ISSN 2079-3537      

 
 
 
                                                                                                                                                                                                                                                                                                                                                                                                                                                                             

Scientific Visualization, 2024, volume 16, number 5, pages 120 - 150, DOI: 10.26583/sv.16.5.09

Stochastic Semantics of Big Data (Parallel Computing and Visualization)

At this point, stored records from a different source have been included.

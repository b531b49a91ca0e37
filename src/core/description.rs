//! core::description
//!
//! Descriptive metadata for collections and schematics.
//!
//! # Design
//!
//! A [`SchematicDescription`] is the identity record a collection registers.
//! Its `name` is kept as raw text here, exactly as it was declared; it is
//! validated when a [`Schematic`](crate::schematic::Schematic) is constructed
//! from it, so a bad declaration fails at registration time.
//!
//! An optional [`OptionsSchema`] describes the options the schematic's rule
//! factory expects. The engine uses it to fill defaults and coerce values.
//!
//! # Example
//!
//! ```
//! use schematics::core::description::{CollectionDescription, OptionsSchema, SchematicDescription};
//!
//! let collection = CollectionDescription::new("@acme/schematics").unwrap();
//! let schema: OptionsSchema = serde_json::from_value(serde_json::json!({
//!     "properties": {
//!         "name": { "type": "string" },
//!         "flat": { "type": "boolean", "default": false }
//!     },
//!     "required": ["name"]
//! })).unwrap();
//!
//! let description = SchematicDescription::new("component", collection)
//!     .with_description("Generate a component")
//!     .with_schema(schema);
//!
//! assert_eq!(description.name, "component");
//! assert_eq!(description.collection.name.as_str(), "@acme/schematics");
//! ```

use std::collections::BTreeMap;

use serde::{Deserialize, Serialize};

use super::types::{CollectionName, TypeError};

/// Identity of a collection.
#[derive(Debug, Clone, PartialEq, Eq)]
pub struct CollectionDescription {
    /// Validated collection name.
    pub name: CollectionName,
    /// Human-readable summary.
    pub description: Option<String>,
}

impl CollectionDescription {
    /// Create a collection description.
    ///
    /// # Errors
    ///
    /// Returns `TypeError::InvalidCollectionName` if the name is not a valid identifier.
    pub fn new(name: impl Into<String>) -> Result<Self, TypeError> {
        Ok(Self {
            name: CollectionName::new(name)?,
            description: None,
        })
    }

    /// Attach a human-readable summary.
    pub fn with_description(mut self, description: impl Into<String>) -> Self {
        self.description = Some(description.into());
        self
    }
}

/// Identity record of a schematic.
#[derive(Debug, Clone, PartialEq)]
pub struct SchematicDescription {
    /// Declared name (validated at schematic construction).
    pub name: String,
    /// Owning collection.
    pub collection: CollectionDescription,
    /// Human-readable summary, for listings and help text.
    pub description: Option<String>,
    /// Shape of the options the rule factory expects.
    pub schema: Option<OptionsSchema>,
}

impl SchematicDescription {
    /// Create a description with no summary and no schema.
    pub fn new(name: impl Into<String>, collection: CollectionDescription) -> Self {
        Self {
            name: name.into(),
            collection,
            description: None,
            schema: None,
        }
    }

    /// Attach a human-readable summary.
    pub fn with_description(mut self, description: impl Into<String>) -> Self {
        self.description = Some(description.into());
        self
    }

    /// Attach an options schema.
    pub fn with_schema(mut self, schema: OptionsSchema) -> Self {
        self.schema = Some(schema);
        self
    }

    /// The `collection:schematic` key used by configuration defaults.
    pub fn qualified_name(&self) -> String {
        format!("{}:{}", self.collection.name, self.name)
    }
}

/// Declared options of a schematic.
///
/// A small, JSON-schema-shaped subset: typed properties with optional
/// defaults, and a list of required property names.
#[derive(Debug, Clone, Default, PartialEq, Serialize, Deserialize)]
#[serde(default, deny_unknown_fields)]
pub struct OptionsSchema {
    /// Known properties by name.
    pub properties: BTreeMap<String, PropertySchema>,
    /// Properties that must be present after defaults are applied.
    pub required: Vec<String>,
}

/// A single declared option.
#[derive(Debug, Clone, Default, PartialEq, Serialize, Deserialize)]
#[serde(default, deny_unknown_fields)]
pub struct PropertySchema {
    /// Expected value type. `None` accepts anything.
    #[serde(rename = "type")]
    pub kind: Option<PropertyKind>,
    /// Value used when the caller supplies none.
    pub default: Option<serde_json::Value>,
    /// Help text.
    pub description: Option<String>,
}

/// Value types an option can declare.
#[derive(Debug, Clone, Copy, PartialEq, Eq, Serialize, Deserialize)]
#[serde(rename_all = "lowercase")]
pub enum PropertyKind {
    String,
    Number,
    Integer,
    Boolean,
    Array,
    Object,
}

impl std::fmt::Display for PropertyKind {
    fn fmt(&self, f: &mut std::fmt::Formatter<'_>) -> std::fmt::Result {
        let name = match self {
            PropertyKind::String => "string",
            PropertyKind::Number => "number",
            PropertyKind::Integer => "integer",
            PropertyKind::Boolean => "boolean",
            PropertyKind::Array => "array",
            PropertyKind::Object => "object",
        };
        write!(f, "{}", name)
    }
}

Authors: D. V. Manakov1,A, P. A. Vasev2,A

Krasovsky Institute of Mathematics and Mechanics, Ural Branch of the Russian Academy of Sciences

1 ORCID: 0000-0001-6852-8096, manakov@imm.uran.ru

2 ORCID: 0000-0003-3854-0670, vasev@imm.uran.ru

 

Abstract

First of all the paper considers the problem of verification or formalization of the online visualization and parallel computing system from the point of view of dynamic systems as a development of the theory of computational complexity for random processes. Considering problems involving truly big data inevitably leads to the use of a block approach which is also used in both information theory and stochastic differential equations. As a natural metaphor the graph signals were chosen. This is a graph in nodes, of which a spectral function is defined in the examples considered this is a function of color (RGB), height or amount of data. In parallel computing, a block can be associated with a computing unit (processor) and consider the problem of entropy (performance) maximization. In the developed on-line visualization and concurrent computing system for geometric parallelization, it is possible to implement and compare a stationary random process (equiprobable messages implemented using broadcasting and mixins) and a steady-state random process (point-to-point messages), which have different analytical solutions. Together, this allows concluding that the proposed implementation of a stationary process has a certain novelty; in addition, it was intended to be more convenient for automated parallelization. The problems of automatic load balancing (interpolation problem) and optimal scalability of parallel computing (extrapolation problem) are also considered. Not much has been done in the field of visualization verification for example a mesh visualization has been proposed to be considered as a parameterized model of a white-noise random process. Of course, this work cannot be considered complete, but the direction that the authors called stochastic semantics is obviously promising.

The authors intend to take a close look at the established perturbed processes in the field of visualizations including those that take into account the human factor (the sketches of the formalization in the form of a discussion are given).

 

Keywords: signal graphs (graph signals), dynamic systems, load balancing, entropy, visualization of a digital surface model.